Grodsky was infatuated and Scheel felt the same way.
“When you like someone, you just kind of stand up and say it,” he explained, which is exactly what he did.
He declared his love for Scheel before all of his 3- and 4-year-old peers, who burst into laughter. Grodsky’s response? “Just you wait.”
It ended up taking quite a bit of waiting. The young couple went to two different elementary schools and lost touch, only watching each other grow up through the annual Christmas cards the two families would send to one another.
Then in the fall of their freshman year of high school, once again at two different schools, Scheel was looking through a friend’s phone and saw Grodsky’s name. It turns out Scheel’s friend had gone to middle school with Grodsky, and when the friend found out that they had been quite the item in preschool, she offered to reconnect them.
“I was a freshman in high school so I was like, ‘I don’t think so!'” Scheel said. “But then she ended up giving him my number and he texted me and we hit it off ever since.”
Two weeks later, Scheel and Grodsky were dating. Four years and 15 school dances (their high school dances combined) later, it was time for college – again at two separate schools, but this time in two separate states.
“Right after we graduated from high school, we were pretty hesitant. We were like, ‘Do we stay together? Do we try to make it work?'” Scheel explained.
They made it work. Scheel went to Northern Arizona University, while Grodsky went to Columbia College Chicago, more than 1,600 miles away. It wasn’t easy, but after some trial and error freshman year, they got a system down, figuring out a schedule for when they would visit each other and watching “Friends” on Netflix together when they were apart.
Grodsky didn’t wait until they finished college to pop the question. On May 23, 2015, as the couple prepared to start their senior year, he brought her back to the place where it all began: their preschool.
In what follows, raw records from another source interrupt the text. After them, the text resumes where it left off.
//! Twelve Data equity price provider.
//!
//! Uses the `/quote` endpoint with a comma-separated symbol list. A single
//! symbol answers with one quote object; several symbols answer with an
//! object keyed by symbol, where individual entries may be error objects.
//! Each quote carries the listing's trading currency; entries without one
//! are taken to be USD.

use anyhow::Result;
use reqwest::Client;
use secrecy::{ExposeSecret, SecretString};
use serde_json::Value;
use tracing::{debug, warn};

use super::{decimal_field, fetch_json};
use crate::market_data::{PriceProvider, ProviderQuote};
use crate::models::{Currency, Symbol};

const BASE_URL: &str = "https://api.twelvedata.com";

pub struct TwelveDataProvider {
    api_key: SecretString,
    client: Client,
    base_url: String,
}

impl TwelveDataProvider {
    pub fn new(api_key: SecretString) -> Self {
        Self {
            api_key,
            client: Client::new(),
            base_url: BASE_URL.to_string(),
        }
    }

    pub fn with_client(mut self, client: Client) -> Self {
        self.client = client;
        self
    }

    pub fn with_base_url(mut self, base_url: impl Into<String>) -> Self {
        self.base_url = base_url.into().trim_end_matches('/').to_string();
        self
    }

    fn is_error(value: &Value) -> bool {
        value.get("status").and_then(Value::as_str) == Some("error")
    }

    fn parse_entry(symbol: &Symbol, entry: &Value) -> Option<ProviderQuote> {
        if Self::is_error(entry) {
            let message = entry.get("message").and_then(Value::as_str).unwrap_or_default();
            debug!(symbol = %symbol, message, "twelve data has no quote for symbol");
            return None;
        }
        let currency = match entry.get("currency").and_then(Value::as_str) {
            None => Currency::usd(),
            Some(code) => match Currency::parse(code) {
                Ok(currency) => currency,
                Err(e) => {
                    warn!(symbol = %symbol, error = %e, "twelve data quote has unusable currency");
                    return None;
                }
            },
        };
        Some(ProviderQuote {
            symbol: symbol.clone(),
            price: decimal_field(entry.get("close"))?,
            currency,
            change_24h_pct: decimal_field(entry.get("percent_change")),
        })
    }

    fn parse_quotes(body: &Value, symbols: &[Symbol]) -> Result<Vec<ProviderQuote>> {
        if let [symbol] = symbols {
            if Self::is_error(body) {
                let message = body.get("message").and_then(Value::as_str).unwrap_or_default();
                // 404-style "symbol not found" is a miss, anything else fails the call.
                if body.get("code").and_then(Value::as_u64) == Some(404) {
                    return Ok(Vec::new());
                }
                anyhow::bail!("Twelve Data API error: {message}");
            }
            return Ok(Self::parse_entry(symbol, body).into_iter().collect());
        }

        if Self::is_error(body) {
            let message = body.get("message").and_then(Value::as_str).unwrap_or_default();
            anyhow::bail!("Twelve Data API error: {message}");
        }

        Ok(symbols
            .iter()
            .filter_map(|symbol| Self::parse_entry(symbol, body.get(symbol.as_str())?))
            .collect())
    }
}

#[async_trait::async_trait]
impl PriceProvider for TwelveDataProvider {
    async fn fetch_quotes(&self, symbols: &[Symbol]) -> Result<Vec<ProviderQuote>> {
        if symbols.is_empty() {
            return Ok(Vec::new());
        }

        let joined = symbols
            .iter()
            .map(Symbol::as_str)
            .collect::<Vec<_>>()
            .join(",");
        let url = format!("{}/quote", self.base_url);
        let request = self.client.get(&url).query(&[
            ("symbol", joined.as_str()),
            ("apikey", self.api_key.expose_secret()),
        ]);

        let body = fetch_json(request, self.name()).await?;
        Self::parse_quotes(&body, symbols)
    }

    fn name(&self) -> &str {
        "twelve_data"
    }
}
Grodsky had bought an engagement ring two months before this day and had already received her dad’s blessing. He had even stationed his brother at the school before their arrival so he could position himself in the perfect location to capture a photo of the moment.
On the way there, Grodsky repeatedly checked his pockets for the ring. When they arrived, he got down on one knee.
“I was like, ‘Oh my gosh, is this happening?'” Scheel said. “I saw the ring and was like, “This is gorgeous. I’m so happy with it.'”
The answer – a resounding yes! And Grodsky’s brother brought out a picnic basket (the very same one that Grodsky’s dad used when he proposed to his mom) full of bridal magazines and sparkling cider, then bowed out to give the newly-engaged couple a private picnic to celebrate.
On December 30, 2016, the preschool sweethearts said “I do.”
Grodsky’s uncle, who officiated the marriage, put it best during their ceremony: “For most kids in preschool, it’s about finding your snacks and your sleeping mats, but for them it was about finding their soulmates.”